When it comes to all things git, I’m useless. This should not be news to anyone.
I thought that setting up a git repo to be used with the package manager would be a no-brainer. After all, consuming a package just means sticking a dependency one-liner into an app package, right?
Package.swift file I established, which I thought I’d just compile and use.
import PackageDescription let package = Package ( name: "myutility", dependencies: [ .Package(url: "https://github.com/erica/SwiftString.git", majorVersion: 1), ] )
Not so quick.
As I was forced to learn, git tags don’t automatically push forward to github on your behalf. It took me forever until I figured this out, which I did by (finally) cloning a repo and running
git tag. There was nothing there.
% git tag %
And that, in a nutshell, was why all my attempts at building a simple test app ended up in tears and “
swift-build: The dependency graph could not be satisfied” (or “
satisfed” under earlier Swift builds).
You add tags by using git tag, e.g.
git tag -a 1.0.0 -m "Version 1.0.0"
You can then see those tags either by using git tag without arguments:
% git tag 1.0.0
or with names (messages):
% git tag -n 1.0.0 Version 1.0.0
Those tags don’t head up to github until they’re pushed:
git push --tags Counting objects: 1, done. Writing objects: 100% (1/1), 176 bytes | 0 bytes/s, done. Total 1 (delta 0), reused 0 (delta 0) To https://github.com/erica/SwiftString.git * [new tag] 1.0.0 -> 1.0.0
Only then will your dependencies, which rely on tag versions, start working.

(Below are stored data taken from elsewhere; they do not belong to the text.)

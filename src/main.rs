mod config;
mod crm;
mod db;
mod frame;
mod llm;
mod model;
mod rate_limit;
mod routes;
mod services;
mod state;
mod validation;

use std::sync::Arc;

use crate::llm::LlmChat;
use crate::services::notify::{Mailer, Notifier, ResendMailer};

#[tokio::main]
async fn main() {
    let _ = dotenvy::dotenv();
    tracing_subscriber::fmt::init();

    let config = config::AppConfig::from_env().expect("invalid configuration");

    let pool = db::init_pool(&config.database_url, config.db_max_connections)
        .await
        .expect("database init failed");

    // Initialize LLM client (non-fatal: AI features disabled if config missing).
    let llm: Option<Arc<dyn LlmChat>> = match llm::LlmClient::from_env() {
        Ok(client) => {
            tracing::info!(model = client.model(), "LLM client initialized");
            Some(Arc::new(client))
        }
        Err(e) => {
            tracing::warn!(error = %e, "LLM client not configured; AI analysis disabled");
            None
        }
    };

    let mailer: Option<Arc<dyn Mailer>> = match &config.mail {
        Some(mail) => {
            tracing::info!(from = %mail.from, recipients = config.notify_recipients.len(), "email notifications enabled");
            Some(Arc::new(ResendMailer::new(&mail.api_key, mail.from.clone())))
        }
        None => {
            tracing::warn!("RESEND_API_KEY not set; email notifications disabled");
            None
        }
    };
    let notifier = Notifier::new(mailer, config.notify_recipients.clone());

    let state = state::AppState::new(pool, &config, llm, notifier);

    let app = routes::app(state);
    let listener = tokio::net::TcpListener::bind(format!("0.0.0.0:{}", config.port))
        .await
        .expect("failed to bind");

    tracing::info!(port = config.port, "leaddesk listening");
    axum::serve(listener, app).await.expect("server failed");
}
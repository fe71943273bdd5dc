//! Table view-state: filter, sort, paginate, group.
//!
//! DESIGN
//! ======
//! The same rules drive the application table (page size 15, grouping) and
//! the legacy lead table (page size 10). Both operate on an in-memory slice
//! already loaded from the store, newest first. Functions here are pure so
//! the HTTP layer only parses query strings and serializes results.
//!
//! Dates are interpreted in UTC: a `from` date starts at 00:00 and a `to`
//! date covers its whole day, both inclusive.

use std::cmp::Ordering;

use serde::{Deserialize, Serialize};
use time::{Date, OffsetDateTime, PrimitiveDateTime, Time};
use unicode_normalization::UnicodeNormalization;
use unicode_normalization::char::is_combining_mark;

use crate::model::{Application, ApplicationStatus, ApplicationType, Lead};

pub const APPLICATION_PAGE_SIZE: usize = 15;
pub const LEAD_PAGE_SIZE: usize = 10;

// =============================================================================
// SORTING
// =============================================================================

#[derive(Debug, Clone, Copy, PartialEq, Eq, Default, Serialize, Deserialize)]
#[serde(rename_all = "lowercase")]
pub enum SortOrder {
    Asc,
    #[default]
    Desc,
}

impl SortOrder {
    #[must_use]
    pub fn flip(self) -> Self {
        match self {
            Self::Asc => Self::Desc,
            Self::Desc => Self::Asc,
        }
    }

    fn apply(self, ordering: Ordering) -> Ordering {
        match self {
            Self::Asc => ordering,
            Self::Desc => ordering.reverse(),
        }
    }
}

#[derive(Debug, Clone, Copy, PartialEq, Eq, Default, Serialize, Deserialize)]
#[serde(rename_all = "snake_case")]
pub enum ApplicationSortField {
    FullName,
    EmailAddress,
    #[default]
    CreatedAt,
    Location,
    Status,
    ApplicationType,
}

#[derive(Debug, Clone, Copy, PartialEq, Eq, Default, Serialize, Deserialize)]
#[serde(rename_all = "snake_case")]
pub enum LeadSortField {
    FullName,
    Email,
    #[default]
    CreatedAt,
    Location,
    LeadStatus,
}

/// Active sort column and direction. Defaults to newest first.
#[derive(Debug, Clone, Copy, PartialEq, Eq, Default, Serialize, Deserialize)]
pub struct Sort<F> {
    pub field: F,
    pub order: SortOrder,
}

impl<F: PartialEq> Sort<F> {
    /// Header click: the active column flips direction, a new column starts
    /// ascending.
    #[must_use]
    pub fn toggle(self, field: F) -> Self {
        if self.field == field {
            Self { field, order: self.order.flip() }
        } else {
            Self { field, order: SortOrder::Asc }
        }
    }
}

/// Locale-style text comparison in three passes: base letters (accents and
/// case folded away), then accents, then case with lowercase first.
#[must_use]
pub fn locale_cmp(a: &str, b: &str) -> Ordering {
    base_letters(a)
        .cmp(base_letters(b))
        .then_with(|| accented(a).cmp(accented(b)))
        .then_with(|| b.cmp(a))
}

fn base_letters(s: &str) -> impl Iterator<Item = char> + '_ {
    accented(s).filter(|c| !is_combining_mark(*c))
}

fn accented(s: &str) -> impl Iterator<Item = char> + '_ {
    s.nfd().flat_map(char::to_lowercase)
}

fn compare_applications(a: &Application, b: &Application, field: ApplicationSortField) -> Ordering {
    match field {
        ApplicationSortField::FullName => locale_cmp(&a.full_name, &b.full_name),
        ApplicationSortField::EmailAddress => locale_cmp(&a.email_address, &b.email_address),
        ApplicationSortField::Location => locale_cmp(
            a.location.as_deref().unwrap_or_default(),
            b.location.as_deref().unwrap_or_default(),
        ),
        ApplicationSortField::Status => locale_cmp(a.status.as_str(), b.status.as_str()),
        ApplicationSortField::ApplicationType => locale_cmp(a.application_type.as_str(), b.application_type.as_str()),
        ApplicationSortField::CreatedAt => a.created_at.cmp(&b.created_at),
    }
}

fn compare_leads(a: &Lead, b: &Lead, field: LeadSortField) -> Ordering {
    match field {
        LeadSortField::FullName => locale_cmp(&a.full_name, &b.full_name),
        LeadSortField::Email => locale_cmp(&a.email, &b.email),
        LeadSortField::Location => locale_cmp(&a.location, &b.location),
        LeadSortField::LeadStatus => locale_cmp(&a.lead_status, &b.lead_status),
        LeadSortField::CreatedAt => a.created_at.cmp(&b.created_at),
    }
}

// =============================================================================
// FILTERING
// =============================================================================

/// Case-insensitive substring on name and email, case-sensitive on phone.
/// An empty term matches everything.
#[must_use]
pub fn matches_search(term: &str, full_name: &str, email: &str, phone: Option<&str>) -> bool {
    if term.is_empty() {
        return true;
    }
    let needle = term.to_lowercase();
    full_name.to_lowercase().contains(&needle)
        || email.to_lowercase().contains(&needle)
        || phone.is_some_and(|p| !p.is_empty() && p.contains(term))
}

/// Inclusive day-granular date window in UTC.
#[derive(Debug, Clone, Copy, Default, PartialEq, Eq)]
pub struct DateRange {
    pub from: Option<Date>,
    pub to: Option<Date>,
}

impl DateRange {
    #[must_use]
    pub fn contains(&self, ts: OffsetDateTime) -> bool {
        if let Some(from) = self.from {
            if ts < PrimitiveDateTime::new(from, Time::MIDNIGHT).assume_utc() {
                return false;
            }
        }
        if let Some(to) = self.to {
            if ts >= start_of_next_day(to) {
                return false;
            }
        }
        true
    }
}

fn start_of_next_day(date: Date) -> OffsetDateTime {
    let day_start = PrimitiveDateTime::new(date, Time::MIDNIGHT).assume_utc();
    day_start + time::Duration::DAY
}

#[derive(Debug, Clone, Default)]
pub struct ApplicationFilter {
    pub search: String,
    pub application_type: Option<ApplicationType>,
    pub status: Option<ApplicationStatus>,
    pub dates: DateRange,
}

impl ApplicationFilter {
    #[must_use]
    pub fn matches(&self, app: &Application) -> bool {
        matches_search(&self.search, &app.full_name, &app.email_address, app.phone_number.as_deref())
            && self.application_type.is_none_or(|t| t == app.application_type)
            && self.status.is_none_or(|s| s == app.status)
            && self.dates.contains(app.created_at)
    }
}

#[derive(Debug, Clone, Default)]
pub struct LeadFilter {
    pub search: String,
    pub lead_type: Option<ApplicationType>,
    pub lead_status: Option<String>,
}

impl LeadFilter {
    #[must_use]
    pub fn matches(&self, lead: &Lead) -> bool {
        matches_search(&self.search, &lead.full_name, &lead.email, Some(&lead.phone_number))
            && self.lead_type.is_none_or(|t| t == lead.lead_type)
            && self
                .lead_status
                .as_deref()
                .is_none_or(|s| s == lead.lead_status)
    }
}

/// Filter then stable-sort applications. The result is the list the table,
/// export, and grouping all work from.
#[must_use]
pub fn filter_sort_applications(
    apps: &[Application],
    filter: &ApplicationFilter,
    sort: Sort<ApplicationSortField>,
) -> Vec<Application> {
    let mut out: Vec<Application> = apps.iter().filter(|a| filter.matches(a)).cloned().collect();
    out.sort_by(|a, b| sort.order.apply(compare_applications(a, b, sort.field)));
    out
}

#[must_use]
pub fn filter_sort_leads(leads: &[Lead], filter: &LeadFilter, sort: Sort<LeadSortField>) -> Vec<Lead> {
    let mut out: Vec<Lead> = leads.iter().filter(|l| filter.matches(l)).cloned().collect();
    out.sort_by(|a, b| sort.order.apply(compare_leads(a, b, sort.field)));
    out
}

// =============================================================================
// PAGINATION
// =============================================================================

#[derive(Debug, Clone, Serialize)]
pub struct Page<T> {
    pub items: Vec<T>,
    pub page: usize,
    pub page_size: usize,
    pub total: usize,
    pub total_pages: usize,
}

/// Slice out 1-based `page`. Page 0 is treated as page 1; pages past the end
/// are empty.
#[must_use]
pub fn paginate<T: Clone>(items: &[T], page: usize, page_size: usize) -> Page<T> {
    let page = page.max(1);
    let page_size = page_size.max(1);
    let total = items.len();
    let start = (page - 1).saturating_mul(page_size);
    let slice = items.iter().skip(start).take(page_size).cloned().collect();
    Page { items: slice, page, page_size, total, total_pages: total.div_ceil(page_size) }
}

// =============================================================================
// GROUPING
// =============================================================================

#[derive(Debug, Clone, Copy, PartialEq, Eq, Default, Serialize, Deserialize)]
#[serde(rename_all = "snake_case")]
pub enum GroupBy {
    #[default]
    None,
    ApplicationType,
    Status,
}

#[derive(Debug, Clone, Serialize)]
pub struct Group {
    pub key: String,
    pub label: String,
    pub count: usize,
    pub items: Vec<Application>,
}

/// Bucket the sorted list by type or status. Groups appear in order of their
/// first member; members keep the sorted order.
#[must_use]
pub fn group_applications(sorted: Vec<Application>, by: GroupBy) -> Vec<Group> {
    let mut groups: Vec<Group> = Vec::new();
    for app in sorted {
        let (key, label) = match by {
            GroupBy::None => ("all", "All"),
            GroupBy::ApplicationType => (app.application_type.as_str(), app.application_type.label()),
            GroupBy::Status => (app.status.as_str(), app.status.label()),
        };
        if let Some(group) = groups.iter_mut().find(|g| g.key == key) {
            group.count += 1;
            group.items.push(app);
        } else {
            groups.push(Group { key: key.to_string(), label: label.to_string(), count: 1, items: vec![app] });
        }
    }
    groups
}

/// Paged rows when grouping is off, every filtered row grouped otherwise.
#[derive(Debug, Clone, Serialize)]
#[serde(tag = "mode", rename_all = "snake_case")]
pub enum ApplicationListing {
    Paged(Page<Application>),
    Grouped { total: usize, groups: Vec<Group> },
}

#[must_use]
pub fn list_applications(
    apps: &[Application],
    filter: &ApplicationFilter,
    sort: Sort<ApplicationSortField>,
    group_by: GroupBy,
    page: usize,
) -> ApplicationListing {
    let sorted = filter_sort_applications(apps, filter, sort);
    match group_by {
        GroupBy::None => ApplicationListing::Paged(paginate(&sorted, page, APPLICATION_PAGE_SIZE)),
        by => ApplicationListing::Grouped { total: sorted.len(), groups: group_applications(sorted, by) },
    }
}

#[cfg(test)]
#[path = "query_test.rs"]
mod tests;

Lily B adds: “`git push –tags` will push _all_ of your tags. If you only want to push one, you can just list it explicitly, e.g. `git push origin v1.0.0`”
You can read your tags from the consumer end by hopping into the Packages folder. There you’ll find each dependency with the tag number listed at the end:
% ls ./ ../ SwiftString-1.0.0/
If you enter the package folder, you’ll find the complete repo clone, including all the .git files. There, once again, you can check for the tag and any associated message:
% cd SwiftString-1.0.0/ % ls ./ .git/ Makefile README.md ../ .gitignore Package.swift Sources/ % git tag -n 1.0.0 Version 1.0.0 %
Hopefully this post will save someone the time I wasted today.
If you depend on PackageA, but packageA depends on packageB, in your project folder Packages, will packageA automatically clone packageB into your Packages folder or it’s own Packages folder?